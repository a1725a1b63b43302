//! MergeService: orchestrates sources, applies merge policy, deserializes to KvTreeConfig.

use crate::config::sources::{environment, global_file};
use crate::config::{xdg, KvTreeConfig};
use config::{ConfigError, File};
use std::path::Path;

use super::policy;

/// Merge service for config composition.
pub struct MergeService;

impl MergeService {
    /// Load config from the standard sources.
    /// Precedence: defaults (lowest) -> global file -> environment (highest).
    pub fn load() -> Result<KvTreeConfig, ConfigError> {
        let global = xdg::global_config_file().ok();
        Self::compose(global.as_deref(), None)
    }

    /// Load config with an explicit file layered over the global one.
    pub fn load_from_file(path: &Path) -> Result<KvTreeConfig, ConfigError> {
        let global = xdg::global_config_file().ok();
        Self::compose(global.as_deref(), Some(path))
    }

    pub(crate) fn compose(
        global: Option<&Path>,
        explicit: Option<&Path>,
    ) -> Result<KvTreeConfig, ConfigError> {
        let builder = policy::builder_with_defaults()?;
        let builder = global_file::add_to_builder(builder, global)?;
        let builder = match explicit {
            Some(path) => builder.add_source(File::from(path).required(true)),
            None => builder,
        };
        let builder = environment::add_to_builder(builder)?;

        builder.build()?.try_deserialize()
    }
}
* * *
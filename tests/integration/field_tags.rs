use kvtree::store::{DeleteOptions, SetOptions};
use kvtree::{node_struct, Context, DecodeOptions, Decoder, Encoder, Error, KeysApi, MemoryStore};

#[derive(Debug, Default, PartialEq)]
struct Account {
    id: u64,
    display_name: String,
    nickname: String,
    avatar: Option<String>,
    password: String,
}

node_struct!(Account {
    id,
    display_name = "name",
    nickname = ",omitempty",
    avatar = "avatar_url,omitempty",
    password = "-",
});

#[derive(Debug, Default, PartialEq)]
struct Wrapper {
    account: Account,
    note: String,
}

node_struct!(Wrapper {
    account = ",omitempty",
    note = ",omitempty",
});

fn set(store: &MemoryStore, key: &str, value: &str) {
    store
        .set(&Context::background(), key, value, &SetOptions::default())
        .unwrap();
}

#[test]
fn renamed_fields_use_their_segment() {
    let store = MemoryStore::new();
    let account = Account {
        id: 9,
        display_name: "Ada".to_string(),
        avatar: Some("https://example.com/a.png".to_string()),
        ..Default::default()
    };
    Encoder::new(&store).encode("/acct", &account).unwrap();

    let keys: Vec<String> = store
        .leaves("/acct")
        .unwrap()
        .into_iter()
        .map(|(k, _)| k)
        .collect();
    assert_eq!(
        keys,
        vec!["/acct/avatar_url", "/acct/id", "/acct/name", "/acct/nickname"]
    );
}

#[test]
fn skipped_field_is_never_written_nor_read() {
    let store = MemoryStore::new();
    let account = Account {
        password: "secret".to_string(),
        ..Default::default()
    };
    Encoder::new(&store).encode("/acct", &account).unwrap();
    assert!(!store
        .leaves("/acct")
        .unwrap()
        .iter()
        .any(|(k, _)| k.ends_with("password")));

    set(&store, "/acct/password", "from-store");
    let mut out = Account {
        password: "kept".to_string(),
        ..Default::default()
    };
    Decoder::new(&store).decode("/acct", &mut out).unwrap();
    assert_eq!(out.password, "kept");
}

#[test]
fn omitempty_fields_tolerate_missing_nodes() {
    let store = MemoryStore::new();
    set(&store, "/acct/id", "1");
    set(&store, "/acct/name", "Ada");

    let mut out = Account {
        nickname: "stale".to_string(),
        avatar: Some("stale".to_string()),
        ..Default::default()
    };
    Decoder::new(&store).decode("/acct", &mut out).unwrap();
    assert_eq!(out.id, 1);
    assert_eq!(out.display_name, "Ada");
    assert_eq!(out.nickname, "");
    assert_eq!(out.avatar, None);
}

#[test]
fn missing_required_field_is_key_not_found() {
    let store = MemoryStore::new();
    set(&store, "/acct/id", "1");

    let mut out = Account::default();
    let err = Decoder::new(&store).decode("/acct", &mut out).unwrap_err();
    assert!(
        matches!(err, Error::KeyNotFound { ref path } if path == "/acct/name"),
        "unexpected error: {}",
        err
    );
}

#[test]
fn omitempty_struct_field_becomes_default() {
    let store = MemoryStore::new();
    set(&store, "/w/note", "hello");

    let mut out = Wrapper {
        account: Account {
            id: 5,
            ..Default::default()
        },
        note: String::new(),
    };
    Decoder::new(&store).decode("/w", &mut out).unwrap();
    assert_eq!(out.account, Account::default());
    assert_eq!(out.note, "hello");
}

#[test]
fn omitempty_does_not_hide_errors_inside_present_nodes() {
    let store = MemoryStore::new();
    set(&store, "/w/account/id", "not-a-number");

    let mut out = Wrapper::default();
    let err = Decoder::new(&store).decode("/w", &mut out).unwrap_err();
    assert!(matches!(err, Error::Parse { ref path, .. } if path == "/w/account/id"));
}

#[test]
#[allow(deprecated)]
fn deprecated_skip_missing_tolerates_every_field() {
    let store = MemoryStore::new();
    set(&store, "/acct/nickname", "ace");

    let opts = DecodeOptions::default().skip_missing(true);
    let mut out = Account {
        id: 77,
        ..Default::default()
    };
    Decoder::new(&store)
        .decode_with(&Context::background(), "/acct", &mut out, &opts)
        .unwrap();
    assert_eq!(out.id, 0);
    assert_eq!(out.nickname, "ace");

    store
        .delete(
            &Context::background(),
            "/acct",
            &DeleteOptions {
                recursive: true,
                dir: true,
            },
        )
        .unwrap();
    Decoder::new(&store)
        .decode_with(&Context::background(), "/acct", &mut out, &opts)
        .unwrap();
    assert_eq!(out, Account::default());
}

_About this task_
Look through the entries above and quote exactly the lines from the line with "repository a1725a1b63b43302" to the line with "let builder = global_file::add_to_builder(builder, global)?;", counting both of those lines.

_Response to the exercise_
repository a1725a1b63b43302
//! MergeService: orchestrates sources, applies merge policy, deserializes to KvTreeConfig.

use crate::config::sources::{environment, global_file};
use crate::config::{xdg, KvTreeConfig};
use config::{ConfigError, File};
use std::path::Path;

use super::policy;

/// Merge service for config composition.
pub struct MergeService;

impl MergeService {
    /// Load config from the standard sources.
    /// Precedence: defaults (lowest) -> global file -> environment (highest).
    pub fn load() -> Result<KvTreeConfig, ConfigError> {
        let global = xdg::global_config_file().ok();
        Self::compose(global.as_deref(), None)
    }

    /// Load config with an explicit file layered over the global one.
    pub fn load_from_file(path: &Path) -> Result<KvTreeConfig, ConfigError> {
        let global = xdg::global_config_file().ok();
        Self::compose(global.as_deref(), Some(path))
    }

    pub(crate) fn compose(
        global: Option<&Path>,
        explicit: Option<&Path>,
    ) -> Result<KvTreeConfig, ConfigError> {
        let builder = policy::builder_with_defaults()?;
        let builder = global_file::add_to_builder(builder, global)?;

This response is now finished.